The capacity of Thiba Dam is 15.6 million cubic meters including dead storage of four million cubic meters. Dam filling commenced on May 24, 2022, when the stop log gates were closed. The filling of the dam will depend on inflow from the catchment and the water demand on the Scheme downstream. With the current inflow of 4.5m3 per second, the dam, without any discharge downstream, takes 2.5 months to fill but with an inflow of 9m3 per second, in a normal rainy season, the dam can fill in slightly more than a month.

At what point will Mwea Irrigation Scheme farmers start using its waters for irrigation?

The release of water for irrigation activities on the Scheme has started and is being guided by demand. Water is released through the regulated outlet gates.

Which milestones will the Authority achieve in Mwea Irrigation Scheme with water from the dam?

Before the construction the dam, the Authority was able to command 25,000 acres of rice production with water from Nyamindi and Thiba River. The 25,000 acres produced around 114,000 metric tonnes of rice with an economic value of KSh10 billion per year. About 250,350 job opportunities were also created in the farms. Now with water from the dam, the Authority will be able to command an additional 10,000 acres, hence increasing the production by 86,000 metric tonnes, growing the economy of Kenya by an additional KSh6 billion per year, and creating an additional 100,000 jobs in the farms.

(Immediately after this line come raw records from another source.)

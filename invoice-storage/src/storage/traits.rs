//! Backend contract

use super::types::{BackendKind, Capabilities, StorageError, StorageResult, StoredObject, UploadMetadata};
use async_trait::async_trait;
use bytes::Bytes;
use std::sync::Arc;

/// Abstraction over attachment storage backends
///
/// Every backend implements the core operations identically: paths returned by
/// [`upload`](Self::upload) are backend-relative and opaque to callers, who
/// persist them and pass them back to [`download`](Self::download),
/// [`delete`](Self::delete) and [`exists`](Self::exists).
///
/// # Implementation Requirements
///
/// Implementations must:
/// - Derive a fresh, never-reused path for every upload
/// - Reject any path failing
///   [`validate_storage_path`](crate::validation::validate_storage_path)
///   before touching I/O
/// - Treat a missing object as success in `delete` and `false` in `exists`
/// - Return [`StorageError::NotFound`] from `download` for a missing object
///
/// Optional operations are advertised through [`capabilities`](Self::capabilities).
/// Their default implementations return [`StorageError::Unsupported`] (or
/// `Ok(None)` for [`public_url`](Self::public_url)).
///
/// # Examples
///
/// ```rust,no_run
/// use bytes::Bytes;
/// use invoice_storage::storage::{AttachmentBackend, LocalBackend, UploadMetadata};
///
/// # async fn example() -> anyhow::Result<()> {
/// let backend = LocalBackend::new("/var/lib/invoices/uploads")?;
///
/// let meta = UploadMetadata::new("42", "alice", "invoice.pdf", "application/pdf");
/// let stored = backend.upload(Bytes::from_static(b"%PDF-1.7"), &meta).await?;
///
/// assert!(backend.exists(&stored.path).await?);
/// let data = backend.download(&stored.path).await?;
/// assert_eq!(&data[..], b"%PDF-1.7");
///
/// backend.delete(&stored.path).await?;
/// # Ok(())
/// # }
/// ```
#[cfg_attr(test, mockall::automock)]
#[async_trait]
pub trait AttachmentBackend: Send + Sync {
    /// Which implementation this is
    fn kind(&self) -> BackendKind;

    /// Optional operations this backend implements
    fn capabilities(&self) -> Capabilities {
        Capabilities::default()
    }

    /// Stores `data` under a path derived from `metadata`
    ///
    /// Expected failures (disk full, permission denied, remote rejection) are
    /// returned as typed errors, never panics.
    async fn upload(&self, data: Bytes, metadata: &UploadMetadata) -> StorageResult<StoredObject>;

    /// Reads an object into one contiguous buffer
    async fn download(&self, path: &str) -> StorageResult<Bytes>;

    /// Removes an object; deleting a missing object succeeds
    async fn delete(&self, path: &str) -> StorageResult<()>;

    /// Whether an object exists at `path`
    async fn exists(&self, path: &str) -> StorageResult<bool>;

    /// Moves an object to a new backend-relative path
    async fn move_object(&self, from: &str, to: &str) -> StorageResult<()> {
        let _ = (from, to);
        Err(StorageError::Unsupported {
            backend: self.kind(),
            operation: "move_object",
        })
    }

    /// Stores `data` at exactly `path`, bypassing path derivation
    async fn upload_to_path(&self, data: Bytes, path: &str) -> StorageResult<StoredObject> {
        let _ = (data, path);
        Err(StorageError::Unsupported {
            backend: self.kind(),
            operation: "upload_to_path",
        })
    }

    /// A URL at which the object can be viewed, for backends that have one
    async fn public_url(&self, path: &str) -> StorageResult<Option<String>> {
        let _ = path;
        Ok(None)
    }
}

/// Shared, dynamically dispatched backend
pub type SharedBackend = Arc<dyn AttachmentBackend>;
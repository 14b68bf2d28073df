//! Allow-listed file kinds and magic number verification
//!
//! A client-provided Content-Type is never trusted on its own. Every
//! allow-listed kind carries the leading byte signatures its content must
//! start with, and an upload declaring that kind is rejected unless the buffer
//! matches one of them.
//!
//! Plain text kinds (`txt`, `csv`) have no signature. They are accepted when
//! the first [`TEXT_SNIFF_LEN`] bytes contain no NUL byte and `infer` does not
//! recognise a binary format in the buffer.

use super::ValidationError;

/// Number of leading bytes inspected by the text heuristic
pub const TEXT_SNIFF_LEN: usize = 8 * 1024;

const PDF: &[u8] = b"%PDF";
const PNG: &[u8] = &[0x89, 0x50, 0x4E, 0x47, 0x0D, 0x0A, 0x1A, 0x0A];
// FF D8 FF followed by a marker byte that varies by encoder (E0 JFIF, E1 Exif, DB raw, EE Adobe)
const JPEG: &[u8] = &[0xFF, 0xD8, 0xFF];
const GIF87A: &[u8] = b"GIF87a";
const GIF89A: &[u8] = b"GIF89a";
const ZIP: &[u8] = &[0x50, 0x4B, 0x03, 0x04];
const OLE2: &[u8] = &[0xD0, 0xCF, 0x11, 0xE0, 0xA1, 0xB1, 0x1A, 0xE1];

/// An allow-listed attachment kind
#[derive(Debug, Clone, Copy, PartialEq, Eq)]
pub struct FileKind {
    /// Lower-case extension without the dot
    pub extension: &'static str,
    /// Canonical MIME type
    pub mime_type: &'static str,
    /// Other MIME types clients commonly declare for this kind
    pub aliases: &'static [&'static str],
    /// Accepted leading byte sequences; empty for text kinds
    pub signatures: &'static [&'static [u8]],
}

impl FileKind {
    /// Whether this kind is verified by the text heuristic instead of a signature
    #[must_use]
    pub const fn is_text(&self) -> bool {
        self.signatures.is_empty()
    }

    /// Whether `mime` names this kind
    #[must_use]
    pub fn accepts_mime(&self, mime: &str) -> bool {
        self.mime_type == mime || self.aliases.contains(&mime)
    }

    /// Whether `data` starts with one of this kind's signatures
    #[must_use]
    pub fn matches(&self, data: &[u8]) -> bool {
        if self.is_text() {
            looks_like_text(data)
        } else {
            self.signatures.iter().any(|sig| data.starts_with(sig))
        }
    }
}

/// Every kind an invoice attachment may be
pub static ALLOWED_KINDS: &[FileKind] = &[
    FileKind {
        extension: "pdf",
        mime_type: "application/pdf",
        aliases: &[],
        signatures: &[PDF],
    },
    FileKind {
        extension: "png",
        mime_type: "image/png",
        aliases: &[],
        signatures: &[PNG],
    },
    FileKind {
        extension: "jpg",
        mime_type: "image/jpeg",
        aliases: &["image/jpg", "image/pjpeg"],
        signatures: &[JPEG],
    },
    FileKind {
        extension: "jpeg",
        mime_type: "image/jpeg",
        aliases: &["image/jpg", "image/pjpeg"],
        signatures: &[JPEG],
    },
    FileKind {
        extension: "gif",
        mime_type: "image/gif",
        aliases: &[],
        signatures: &[GIF87A, GIF89A],
    },
    FileKind {
        extension: "docx",
        mime_type: "application/vnd.openxmlformats-officedocument.wordprocessingml.document",
        aliases: &[],
        signatures: &[ZIP],
    },
    FileKind {
        extension: "xlsx",
        mime_type: "application/vnd.openxmlformats-officedocument.spreadsheetml.sheet",
        aliases: &[],
        signatures: &[ZIP],
    },
    FileKind {
        extension: "xls",
        mime_type: "application/vnd.ms-excel",
        aliases: &[],
        signatures: &[OLE2],
    },
    FileKind {
        extension: "doc",
        mime_type: "application/msword",
        aliases: &[],
        signatures: &[OLE2],
    },
    FileKind {
        extension: "txt",
        mime_type: "text/plain",
        aliases: &[],
        signatures: &[],
    },
    FileKind {
        extension: "csv",
        mime_type: "text/csv",
        aliases: &["application/csv", "text/plain"],
        signatures: &[],
    },
];

/// Looks up an allow-listed kind by extension (case-insensitive)
#[must_use]
pub fn kind_for_extension(extension: &str) -> Option<&'static FileKind> {
    let extension = extension.trim_start_matches('.');
    ALLOWED_KINDS
        .iter()
        .find(|kind| kind.extension.eq_ignore_ascii_case(extension))
}

/// Canonical MIME type for an extension, if the extension is allow-listed
#[must_use]
pub fn mime_for_extension(extension: &str) -> Option<&'static str> {
    kind_for_extension(extension).map(|kind| kind.mime_type)
}

/// Whether any allow-listed kind accepts `mime`
#[must_use]
pub fn is_allowed_mime(mime: &str) -> bool {
    ALLOWED_KINDS.iter().any(|kind| kind.accepts_mime(mime))
}

/// Lower-cases a Content-Type and drops parameters such as `charset`
#[must_use]
pub fn normalize_mime(declared: &str) -> String {
    declared
        .split(';')
        .next()
        .unwrap_or_default()
        .trim()
        .to_ascii_lowercase()
}

/// Text heuristic used for kinds without a signature
#[must_use]
pub fn looks_like_text(data: &[u8]) -> bool {
    let head = &data[..data.len().min(TEXT_SNIFF_LEN)];
    if head.contains(&0) {
        return false;
    }
    infer::get(head).is_none_or(|t| t.matcher_type() == infer::MatcherType::Text)
}

/// Verifies that content matches the MIME type a client declared
///
/// ```rust
/// use invoice_storage::validation::ContentVerifier;
///
/// let verifier = ContentVerifier::new();
/// assert!(verifier.verify(b"%PDF-1.7\n...", "application/pdf").is_ok());
/// assert!(verifier.verify(b"just some text", "application/pdf").is_err());
/// ```
#[derive(Debug, Clone, Copy, Default)]
pub struct ContentVerifier {
    _private: (),
}

impl ContentVerifier {
    /// Creates a verifier over [`ALLOWED_KINDS`]
    #[must_use]
    pub const fn new() -> Self {
        Self { _private: () }
    }

    /// Detects the MIME type of `data` from its content
    ///
    /// The allow-list signatures are consulted first, then `infer` for
    /// anything else. Text content yields `None` because it has no signature.
    #[must_use]
    pub fn detect(&self, data: &[u8]) -> Option<&'static str> {
        ALLOWED_KINDS
            .iter()
            .filter(|kind| !kind.is_text())
            .find(|kind| kind.signatures.iter().any(|sig| data.starts_with(sig)))
            .map(|kind| kind.mime_type)
            .or_else(|| infer::get(data).map(|t| t.mime_type()))
    }

    /// Checks `data` against the signatures of every kind declaring `mime`
    ///
    /// `mime` is normalized first. A MIME type outside the allow-list fails with
    /// [`ValidationError::MimeTypeNotAllowed`]; content that matches none of the
    /// kind's signatures fails with [`ValidationError::SignatureMismatch`].
    pub fn verify(&self, data: &[u8], mime: &str) -> Result<(), ValidationError> {
        let mime = normalize_mime(mime);
        let mut kinds = ALLOWED_KINDS
            .iter()
            .filter(|kind| kind.accepts_mime(&mime))
            .peekable();

        if kinds.peek().is_none() {
            return Err(ValidationError::MimeTypeNotAllowed { mime });
        }

        if kinds.any(|kind| kind.matches(data)) {
            Ok(())
        } else {
            Err(ValidationError::SignatureMismatch {
                mime,
                detected: self.detect(data).map(str::to_string),
            })
        }
    }
}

What was the magic behind completing Thiba Dam within the set timelines?

I will attribute the achievement to proper contract management, administration, and proper institutional implementation mechanism at the Authority.

Now that the facility is complete, which is the next big dam project?

Currently, we do not have any under construction but the Authority is pursuing several dam projects, namely Thuci, Gogo, Rwabura, and Thiririka.

Is this your main achievement in your engineering career while serving under the Authority?

Indeed, it is the biggest achievement. I am very happy that I was part of the team involved in the implementation of the project.

What message do you have for the team behind this dream?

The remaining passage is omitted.